Look below for the line containing "VIP) effect record."; from there, print each line exactly up to and including the line containing "pub type ActiveEffects", and stop.

-- Data extract follows --

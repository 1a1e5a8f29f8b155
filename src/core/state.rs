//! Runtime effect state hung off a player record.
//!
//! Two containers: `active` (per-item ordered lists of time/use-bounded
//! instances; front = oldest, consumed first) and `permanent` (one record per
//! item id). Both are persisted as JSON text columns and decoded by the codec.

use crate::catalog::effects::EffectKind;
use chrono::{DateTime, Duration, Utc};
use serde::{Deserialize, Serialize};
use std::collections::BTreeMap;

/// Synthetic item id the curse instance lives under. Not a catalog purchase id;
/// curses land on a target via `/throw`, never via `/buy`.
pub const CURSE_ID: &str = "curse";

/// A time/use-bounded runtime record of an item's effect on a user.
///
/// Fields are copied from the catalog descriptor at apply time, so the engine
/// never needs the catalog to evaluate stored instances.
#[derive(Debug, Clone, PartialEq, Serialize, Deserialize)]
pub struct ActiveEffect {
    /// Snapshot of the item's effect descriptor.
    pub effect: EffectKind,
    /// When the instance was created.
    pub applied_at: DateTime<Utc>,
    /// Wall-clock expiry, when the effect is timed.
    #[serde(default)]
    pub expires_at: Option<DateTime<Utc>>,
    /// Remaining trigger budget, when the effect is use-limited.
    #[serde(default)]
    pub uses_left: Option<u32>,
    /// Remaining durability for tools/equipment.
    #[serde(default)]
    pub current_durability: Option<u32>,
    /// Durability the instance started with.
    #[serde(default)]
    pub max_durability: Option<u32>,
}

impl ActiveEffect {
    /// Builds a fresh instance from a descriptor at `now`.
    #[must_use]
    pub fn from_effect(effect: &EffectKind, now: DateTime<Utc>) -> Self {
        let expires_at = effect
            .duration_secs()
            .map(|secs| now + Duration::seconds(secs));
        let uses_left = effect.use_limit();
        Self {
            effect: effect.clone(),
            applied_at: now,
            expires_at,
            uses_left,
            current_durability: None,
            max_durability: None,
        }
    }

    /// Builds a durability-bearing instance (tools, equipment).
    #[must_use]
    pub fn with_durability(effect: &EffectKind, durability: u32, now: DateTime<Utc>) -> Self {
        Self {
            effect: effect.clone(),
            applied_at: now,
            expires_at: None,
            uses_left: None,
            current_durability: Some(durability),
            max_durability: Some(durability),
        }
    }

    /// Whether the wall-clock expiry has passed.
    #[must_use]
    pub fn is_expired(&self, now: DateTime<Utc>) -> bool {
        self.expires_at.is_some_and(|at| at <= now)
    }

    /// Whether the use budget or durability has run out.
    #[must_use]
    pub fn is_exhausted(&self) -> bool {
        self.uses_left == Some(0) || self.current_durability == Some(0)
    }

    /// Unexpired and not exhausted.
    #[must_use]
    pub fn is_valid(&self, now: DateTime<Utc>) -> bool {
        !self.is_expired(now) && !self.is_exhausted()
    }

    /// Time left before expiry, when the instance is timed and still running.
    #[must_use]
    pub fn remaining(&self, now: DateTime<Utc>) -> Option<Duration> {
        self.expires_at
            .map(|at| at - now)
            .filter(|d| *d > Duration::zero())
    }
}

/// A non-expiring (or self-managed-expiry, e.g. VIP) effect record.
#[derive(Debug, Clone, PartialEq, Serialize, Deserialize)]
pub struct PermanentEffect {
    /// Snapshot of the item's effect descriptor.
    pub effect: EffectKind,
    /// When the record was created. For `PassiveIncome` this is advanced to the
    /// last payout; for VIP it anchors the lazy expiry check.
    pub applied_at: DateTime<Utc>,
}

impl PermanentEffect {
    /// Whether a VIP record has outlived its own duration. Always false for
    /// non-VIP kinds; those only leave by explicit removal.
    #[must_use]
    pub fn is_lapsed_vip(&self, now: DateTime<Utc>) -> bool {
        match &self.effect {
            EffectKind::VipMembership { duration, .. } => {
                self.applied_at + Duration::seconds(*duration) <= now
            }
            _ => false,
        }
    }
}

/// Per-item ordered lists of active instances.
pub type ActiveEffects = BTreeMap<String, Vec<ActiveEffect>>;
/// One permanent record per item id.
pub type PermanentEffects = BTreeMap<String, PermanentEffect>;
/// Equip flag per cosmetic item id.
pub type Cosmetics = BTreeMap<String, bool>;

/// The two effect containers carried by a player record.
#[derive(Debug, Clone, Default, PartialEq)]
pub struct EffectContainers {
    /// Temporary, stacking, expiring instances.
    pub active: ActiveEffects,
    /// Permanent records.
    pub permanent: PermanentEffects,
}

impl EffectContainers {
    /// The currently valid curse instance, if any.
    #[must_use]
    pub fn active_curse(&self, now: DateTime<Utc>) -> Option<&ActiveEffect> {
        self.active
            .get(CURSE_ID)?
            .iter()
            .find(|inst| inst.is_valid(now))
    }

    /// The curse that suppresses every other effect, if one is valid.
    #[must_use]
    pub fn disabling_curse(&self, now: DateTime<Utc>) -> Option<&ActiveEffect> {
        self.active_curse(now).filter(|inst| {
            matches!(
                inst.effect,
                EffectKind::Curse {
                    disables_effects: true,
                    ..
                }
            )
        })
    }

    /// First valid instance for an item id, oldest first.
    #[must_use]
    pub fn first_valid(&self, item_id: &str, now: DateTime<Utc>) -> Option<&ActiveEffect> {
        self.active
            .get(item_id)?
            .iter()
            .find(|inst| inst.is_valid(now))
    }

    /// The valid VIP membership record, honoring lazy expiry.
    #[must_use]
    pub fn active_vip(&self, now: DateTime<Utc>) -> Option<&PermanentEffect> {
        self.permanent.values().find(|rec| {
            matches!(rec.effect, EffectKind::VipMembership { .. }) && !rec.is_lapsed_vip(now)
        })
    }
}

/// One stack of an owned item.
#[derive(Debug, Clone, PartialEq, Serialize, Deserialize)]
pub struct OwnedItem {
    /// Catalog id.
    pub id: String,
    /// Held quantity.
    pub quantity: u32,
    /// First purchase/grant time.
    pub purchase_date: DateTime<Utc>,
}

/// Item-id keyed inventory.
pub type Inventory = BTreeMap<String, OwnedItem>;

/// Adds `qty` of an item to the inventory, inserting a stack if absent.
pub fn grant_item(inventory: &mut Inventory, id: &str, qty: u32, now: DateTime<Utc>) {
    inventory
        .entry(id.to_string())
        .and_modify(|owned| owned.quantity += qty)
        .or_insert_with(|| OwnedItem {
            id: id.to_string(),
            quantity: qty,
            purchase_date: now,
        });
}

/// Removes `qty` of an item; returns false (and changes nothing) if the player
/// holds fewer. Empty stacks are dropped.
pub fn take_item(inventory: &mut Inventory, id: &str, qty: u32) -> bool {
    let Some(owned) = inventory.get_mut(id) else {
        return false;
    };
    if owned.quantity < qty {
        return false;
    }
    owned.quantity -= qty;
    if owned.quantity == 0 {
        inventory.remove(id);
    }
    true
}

-- Data extract concluded --

▸ Exercise answer:
/// A non-expiring (or self-managed-expiry, e.g. VIP) effect record.
#[derive(Debug, Clone, PartialEq, Serialize, Deserialize)]
pub struct PermanentEffect {
    /// Snapshot of the item's effect descriptor.
    pub effect: EffectKind,
    /// When the record was created. For `PassiveIncome` this is advanced to the
    /// last payout; for VIP it anchors the lazy expiry check.
    pub applied_at: DateTime<Utc>,
}

impl PermanentEffect {
    /// Whether a VIP record has outlived its own duration. Always false for
    /// non-VIP kinds; those only leave by explicit removal.
    #[must_use]
    pub fn is_lapsed_vip(&self, now: DateTime<Utc>) -> bool {
        match &self.effect {
            EffectKind::VipMembership { duration, .. } => {
                self.applied_at + Duration::seconds(*duration) <= now
            }
            _ => false,
        }
    }
}

/// Per-item ordered lists of active instances.
pub type ActiveEffects = BTreeMap<String, Vec<ActiveEffect>>;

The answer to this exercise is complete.